Walker A M & colleagues also studied methotrexate liver toxicity & found that severe liver toxicity is rare. The study concluded that on an average, one case of serious liver disease is seen per 1000 patients treated for 5 years.

The incidence of liver enzyme abnormalities observed with methotrexate are much lower than that listed for Rofecoxib, celecoxib & other NSAIDs. Pincus & colleagues thus concluded that low dose weekly Methotrexate with folate supplementation is safe (probably even safer than the NSAIDs). In fact, the side effects of untreated RA are substantially greater than the observed side effects of Methotrexate.

Thus, Methotrexate does have the potential to affect the liver; however, with weekly doses, folate supplementation the risk is substantially reduced.

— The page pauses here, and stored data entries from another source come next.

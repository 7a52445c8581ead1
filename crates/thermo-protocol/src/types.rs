//! Common types used in the protocol.

use crate::constants::*;
use crate::error::*;

/// The command vocabulary understood by the device.
#[derive(Debug, Clone, Copy, PartialEq, Eq, Hash)]
pub enum CommandCode {
    GetKeyPart,
    GetTemps,
    SetDateTime,
    SetTargetTemp,
    GetWeekdayTempSchedule,
    GetWeekendTempSchedule,
    SetWeekdayTempSchedule,
    SetWeekendTempSchedule,
}

impl CommandCode {
    /// All commands, in wire-id order.
    pub const ALL: [CommandCode; 8] = [
        CommandCode::GetKeyPart,
        CommandCode::GetTemps,
        CommandCode::SetDateTime,
        CommandCode::SetTargetTemp,
        CommandCode::GetWeekdayTempSchedule,
        CommandCode::GetWeekendTempSchedule,
        CommandCode::SetWeekdayTempSchedule,
        CommandCode::SetWeekendTempSchedule,
    ];

    /// Wire id of the command.
    pub fn id(self) -> u8 {
        self.into()
    }

    /// Payload length of an OK response to this command.
    ///
    /// Responses do not carry a length field, so the receiver has to know
    /// this up front.
    pub fn response_len(self) -> usize {
        match self {
            CommandCode::GetKeyPart => KEY_FRAGMENT_LEN,
            CommandCode::GetTemps => TEMPS_LEN,
            CommandCode::GetWeekdayTempSchedule | CommandCode::GetWeekendTempSchedule => {
                SCHEDULE_LEN
            }
            CommandCode::SetDateTime
            | CommandCode::SetTargetTemp
            | CommandCode::SetWeekdayTempSchedule
            | CommandCode::SetWeekendTempSchedule => 0,
        }
    }
}

impl From<CommandCode> for u8 {
    fn from(code: CommandCode) -> Self {
        match code {
            CommandCode::GetKeyPart => CMD_GET_KEY_PART,
            CommandCode::GetTemps => CMD_GET_TEMPS,
            CommandCode::SetDateTime => CMD_SET_DATE_TIME,
            CommandCode::SetTargetTemp => CMD_SET_TARGET_TEMP,
            CommandCode::GetWeekdayTempSchedule => CMD_GET_WEEKDAY_TEMP_SCHEDULE,
            CommandCode::GetWeekendTempSchedule => CMD_GET_WEEKEND_TEMP_SCHEDULE,
            CommandCode::SetWeekdayTempSchedule => CMD_SET_WEEKDAY_TEMP_SCHEDULE,
            CommandCode::SetWeekendTempSchedule => CMD_SET_WEEKEND_TEMP_SCHEDULE,
        }
    }
}

impl TryFrom<u8> for CommandCode {
    type Error = u8;

    fn try_from(id: u8) -> Result<Self, Self::Error> {
        match id {
            CMD_GET_KEY_PART => Ok(CommandCode::GetKeyPart),
            CMD_GET_TEMPS => Ok(CommandCode::GetTemps),
            CMD_SET_DATE_TIME => Ok(CommandCode::SetDateTime),
            CMD_SET_TARGET_TEMP => Ok(CommandCode::SetTargetTemp),
            CMD_GET_WEEKDAY_TEMP_SCHEDULE => Ok(CommandCode::GetWeekdayTempSchedule),
            CMD_GET_WEEKEND_TEMP_SCHEDULE => Ok(CommandCode::GetWeekendTempSchedule),
            CMD_SET_WEEKDAY_TEMP_SCHEDULE => Ok(CommandCode::SetWeekdayTempSchedule),
            CMD_SET_WEEKEND_TEMP_SCHEDULE => Ok(CommandCode::SetWeekendTempSchedule),
            other => Err(other),
        }
    }
}

impl std::fmt::Display for CommandCode {
    fn fmt(&self, f: &mut std::fmt::Formatter<'_>) -> std::fmt::Result {
        let name = match self {
            CommandCode::GetKeyPart => "GetKeyPart",
            CommandCode::GetTemps => "GetTemps",
            CommandCode::SetDateTime => "SetDateTime",
            CommandCode::SetTargetTemp => "SetTargetTemp",
            CommandCode::GetWeekdayTempSchedule => "GetWeekdayTempSchedule",
            CommandCode::GetWeekendTempSchedule => "GetWeekendTempSchedule",
            CommandCode::SetWeekdayTempSchedule => "SetWeekdayTempSchedule",
            CommandCode::SetWeekendTempSchedule => "SetWeekendTempSchedule",
        };
        write!(f, "{}({})", name, self.id())
    }
}

/// Status byte of a response frame.
#[derive(Debug, Clone, Copy, PartialEq, Eq)]
pub enum Status {
    Ok,
    ErrorSig,
    ErrorInvalidCommand,
    ErrorInvalidLength,
}

impl Status {
    /// Map a non-OK status to the error the device is reporting.
    pub fn device_error(self) -> Option<DeviceError> {
        match self {
            Status::Ok => None,
            Status::ErrorSig => Some(DeviceError::BadSignature),
            Status::ErrorInvalidCommand => Some(DeviceError::InvalidCommand),
            Status::ErrorInvalidLength => Some(DeviceError::InvalidLength),
        }
    }

    /// Turn the status into a `Result`.
    pub fn check(self) -> Result<(), DeviceError> {
        match self.device_error() {
            Some(err) => Err(err),
            None => Ok(()),
        }
    }
}

impl TryFrom<u8> for Status {
    type Error = ProtocolError;

    fn try_from(byte: u8) -> Result<Self, Self::Error> {
        match byte {
            RESP_OK => Ok(Status::Ok),
            RESP_ERROR_SIG => Ok(Status::ErrorSig),
            RESP_ERROR_INVALID_COMMAND => Ok(Status::ErrorInvalidCommand),
            RESP_ERROR_INVALID_LENGTH => Ok(Status::ErrorInvalidLength),
            other => Err(ProtocolError::UnknownStatus(other)),
        }
    }
}

impl From<Status> for u8 {
    fn from(status: Status) -> Self {
        match status {
            Status::Ok => RESP_OK,
            Status::ErrorSig => RESP_ERROR_SIG,
            Status::ErrorInvalidCommand => RESP_ERROR_INVALID_COMMAND,
            Status::ErrorInvalidLength => RESP_ERROR_INVALID_LENGTH,
        }
    }
}

impl From<DeviceError> for Status {
    fn from(err: DeviceError) -> Self {
        match err {
            DeviceError::BadSignature => Status::ErrorSig,
            DeviceError::InvalidCommand => Status::ErrorInvalidCommand,
            DeviceError::InvalidLength => Status::ErrorInvalidLength,
        }
    }
}

/// An 8-byte key fragment handed out by the device.
///
/// Opaque to this crate; whoever authenticates with the device interprets it.
#[derive(Debug, Clone, Copy, PartialEq, Eq, Hash, Default)]
pub struct KeyFragment(pub [u8; KEY_FRAGMENT_LEN]);

impl KeyFragment {
    /// Create from a slice. Returns None if slice is wrong length.
    pub fn from_slice(slice: &[u8]) -> Option<Self> {
        let bytes: [u8; KEY_FRAGMENT_LEN] = slice.try_into().ok()?;
        Some(KeyFragment(bytes))
    }

    /// Get the underlying bytes.
    pub fn as_bytes(&self) -> &[u8; KEY_FRAGMENT_LEN] {
        &self.0
    }

    /// Get the bytes as a hex string.
    pub fn to_hex(&self) -> String {
        hex::encode(self.0)
    }
}

impl AsRef<[u8]> for KeyFragment {
    fn as_ref(&self) -> &[u8] {
        &self.0
    }
}

/// Temperatures reported by GetTemps.
#[derive(Debug, Clone, Copy, PartialEq, Eq)]
pub struct Temps {
    /// Current sensor reading (°F). Not range checked.
    pub current_f: u8,
    /// Current target temperature (°F).
    pub target_f: u8,
}

impl Temps {
    /// Decode from a GetTemps payload.
    pub fn decode(payload: &[u8]) -> Result<Self, CodecError> {
        if payload.len() != TEMPS_LEN {
            return Err(CodecError::WrongLength {
                expected: TEMPS_LEN,
                actual: payload.len(),
            });
        }
        Ok(Temps {
            current_f: payload[0],
            target_f: check_temperature("target temperature", payload[1])?,
        })
    }

    /// Encode to a GetTemps payload.
    pub fn encode(&self) -> [u8; TEMPS_LEN] {
        [self.current_f, self.target_f]
    }
}

/// Whether `degrees_f` is a temperature the device accepts as a target.
pub fn is_valid_temperature(degrees_f: u8) -> bool {
    (MIN_TARGET_TEMP_F..=MAX_TARGET_TEMP_F).contains(&degrees_f)
}

pub(crate) fn check_temperature(field: &'static str, degrees_f: u8) -> Result<u8, CodecError> {
    if is_valid_temperature(degrees_f) {
        Ok(degrees_f)
    } else {
        Err(CodecError::OutOfRange {
            field,
            value: degrees_f as u32,
        })
    }
}

#[cfg(test)]
mod tests {
    use super::*;

    #[test]
    fn test_command_ids_round_trip() {
        for (i, code) in CommandCode::ALL.iter().enumerate() {
            assert_eq!(code.id(), i as u8 + 1);
            assert_eq!(CommandCode::try_from(code.id()), Ok(*code));
        }
        assert_eq!(CommandCode::try_from(0), Err(0));
        assert_eq!(CommandCode::try_from(9), Err(9));
    }

    #[test]
    fn test_status_mapping() {
        assert_eq!(Status::try_from(0x00), Ok(Status::Ok));
        assert_eq!(Status::try_from(0x01), Ok(Status::ErrorSig));
        assert_eq!(Status::try_from(0x02), Ok(Status::ErrorInvalidCommand));
        assert_eq!(Status::try_from(0x03), Ok(Status::ErrorInvalidLength));
        for byte in 0x04u8..=0xFF {
            assert_eq!(Status::try_from(byte), Err(ProtocolError::UnknownStatus(byte)));
        }
    }

    #[test]
    fn test_status_device_error() {
        assert_eq!(Status::Ok.check(), Ok(()));
        assert_eq!(
            Status::ErrorInvalidCommand.check(),
            Err(DeviceError::InvalidCommand)
        );
        assert_eq!(Status::ErrorSig.device_error(), Some(DeviceError::BadSignature));
        assert_eq!(
            Status::ErrorInvalidLength.device_error(),
            Some(DeviceError::InvalidLength)
        );
    }

    #[test]
    fn test_response_lengths() {
        assert_eq!(CommandCode::GetKeyPart.response_len(), 8);
        assert_eq!(CommandCode::GetWeekendTempSchedule.response_len(), SCHEDULE_LEN);
        assert_eq!(CommandCode::SetTargetTemp.response_len(), 0);
        assert_eq!(CommandCode::SetWeekdayTempSchedule.response_len(), 0);
    }

    #[test]
    fn test_temps_decode() {
        let temps = Temps::decode(&[70, 72]).expect("valid temps");
        assert_eq!(temps.current_f, 70);
        assert_eq!(temps.target_f, 72);

        // Sensor readings outside the target range are still reported.
        assert!(Temps::decode(&[20, 72]).is_ok());
        assert!(matches!(
            Temps::decode(&[70, 120]),
            Err(CodecError::OutOfRange { value: 120, .. })
        ));
        assert!(matches!(
            Temps::decode(&[70]),
            Err(CodecError::WrongLength { expected: 2, actual: 1 })
        ));
    }

    #[test]
    fn test_key_fragment_from_slice() {
        let key = KeyFragment::from_slice(&[1, 2, 3, 4, 5, 6, 7, 8]).expect("8 bytes");
        assert_eq!(key.to_hex(), "0102030405060708");
        assert!(KeyFragment::from_slice(&[1, 2, 3]).is_none());
    }
}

Regular clinical monitoring, & that of liver enzyme make it a safe drug to use. Side effects of untreated RA are many times bigger that the liver toxicity risk associated with Methotrexate.

· Y Yazici, T Sokka, H Kautiainen, C Swearingen, I Kulman, T Pincus Long term safety of methotrexate in routine clinical Care : discontinuation is unusual and rarely the result of laboratory abnormalities. Annals of Rheumatic Disease 2005;64:207-211

· Yazici Y, Erkan D, Paget SA. Monitoring methotrexate hepatic toxicity in rheumatoid arthritis: is it time to update the guidelines? Journal of Rheumatol 2002;29:1586–9.

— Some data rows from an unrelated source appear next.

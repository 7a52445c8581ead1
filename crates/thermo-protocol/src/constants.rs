//! Protocol constants
//!
//! These constants define the command codes, response status codes, and the
//! numeric limits used by the thermostat protocol.

// ============================================================================
// Framing
// ============================================================================

/// Length of a request header: command id (1 byte) + payload length (3 bytes).
pub const HEADER_LEN: usize = 4;

/// Width of the payload length field in the request header.
pub const LENGTH_FIELD_LEN: usize = HEADER_LEN - 1;

/// Largest payload the 24-bit length field can describe.
pub const MAX_PAYLOAD_LEN: usize = (1 << (8 * LENGTH_FIELD_LEN)) - 1;

/// First byte of every response frame.
pub const RESPONSE_SIGNATURE: u8 = 0xA0;

/// Signature byte + status byte.
pub const RESPONSE_HEADER_LEN: usize = 2;

// ============================================================================
// Command Codes (host → device)
// ============================================================================

/// Read the device's key fragment.
pub const CMD_GET_KEY_PART: u8 = 1;
/// Read the current and target temperatures.
pub const CMD_GET_TEMPS: u8 = 2;
/// Set the device clock.
pub const CMD_SET_DATE_TIME: u8 = 3;
/// Set the target temperature.
pub const CMD_SET_TARGET_TEMP: u8 = 4;
/// Read the weekday schedule.
pub const CMD_GET_WEEKDAY_TEMP_SCHEDULE: u8 = 5;
/// Read the weekend schedule.
pub const CMD_GET_WEEKEND_TEMP_SCHEDULE: u8 = 6;
/// Write the weekday schedule.
pub const CMD_SET_WEEKDAY_TEMP_SCHEDULE: u8 = 7;
/// Write the weekend schedule.
pub const CMD_SET_WEEKEND_TEMP_SCHEDULE: u8 = 8;

// ============================================================================
// Response Status Codes (device → host)
// ============================================================================

/// Command accepted.
pub const RESP_OK: u8 = 0x00;
/// Device rejected the request signature.
pub const RESP_ERROR_SIG: u8 = 0x01;
/// Device does not know the command id.
pub const RESP_ERROR_INVALID_COMMAND: u8 = 0x02;
/// Payload length did not match what the device expects for the command.
pub const RESP_ERROR_INVALID_LENGTH: u8 = 0x03;

// ============================================================================
// Temperatures
// ============================================================================

/// Lowest target temperature the device accepts (°F).
pub const MIN_TARGET_TEMP_F: u8 = 32;
/// Highest target temperature the device accepts (°F).
pub const MAX_TARGET_TEMP_F: u8 = 99;

// ============================================================================
// Time Units
// ============================================================================

pub const SECONDS_PER_MINUTE: u32 = 60;
pub const MINUTES_PER_HOUR: u32 = 60;
pub const SECONDS_PER_HOUR: u32 = SECONDS_PER_MINUTE * MINUTES_PER_HOUR;
pub const HOURS_PER_DAY: u32 = 24;
pub const SECONDS_PER_DAY: u32 = SECONDS_PER_HOUR * HOURS_PER_DAY;

// ============================================================================
// Payload Sizes
// ============================================================================

/// Length of the key fragment returned by GetKeyPart.
pub const KEY_FRAGMENT_LEN: usize = 8;

/// Length of the GetTemps payload (current + target).
pub const TEMPS_LEN: usize = 2;

/// Length of the SetDateTime payload (u32 seconds).
pub const DATE_TIME_LEN: usize = 4;

/// Length of the SetTargetTemp payload.
pub const TARGET_TEMP_LEN: usize = 1;

/// Number of transitions in a schedule.
pub const SCHEDULE_OPTION_COUNT: usize = 3;

/// Encoded size of one schedule entry: offset (u32) + temperature (u8).
pub const SCHEDULE_ENTRY_LEN: usize = 5;

/// Encoded size of a whole schedule.
pub const SCHEDULE_LEN: usize = SCHEDULE_OPTION_COUNT * SCHEDULE_ENTRY_LEN;

#[cfg(test)]
mod tests {
    use super::*;

    #[test]
    fn test_derived_time_units() {
        assert_eq!(SECONDS_PER_HOUR, 3600);
        assert_eq!(SECONDS_PER_DAY, 86400);
    }

    #[test]
    fn test_length_field_covers_max_payload() {
        assert_eq!(LENGTH_FIELD_LEN, 3);
        assert_eq!(MAX_PAYLOAD_LEN, 0x00FF_FFFF);
        assert_eq!(SCHEDULE_LEN, 15);
    }
}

· Bridges SL, Alarcon GS, Koopman WJ. Methotrexate-induced liver abnormalities in rheumatoid arthritis. Journal of Rheumatol 1989;16:1180–3.

· Shergy WJ, Polisson RP, Caldwell DS, Rice JR, Pisetsky DS, Allen NB. Methotrexate-associated hepatotoxicity: retrospective analysis of 210 patients with rheumatoid arthritis. American Journal of Medicine 1988;85:771–4.

· Cartwright VW, Michaud K, Choi HK, Wolfe F. Methotrexate, laboratory testing and risk of serious illness: analyses in 20 000 patients. Arthritis Rheumatism 2003;48:S428.

· C Salliot, D Van der Heijde Long-term safety of methotrexate monotherapy in patients with rheumatoid arthritis: a systematic literature research Annals Rheumatic Diseases 2009;68:1100-1104

· Walker Am, Funch D, Dreyer NA et al. Determinants of serious liver disease among patients receiving low-dose methotrexate for Rheumatoid Arthritis. Arthritis Rheumatism 1987; 36:186-95.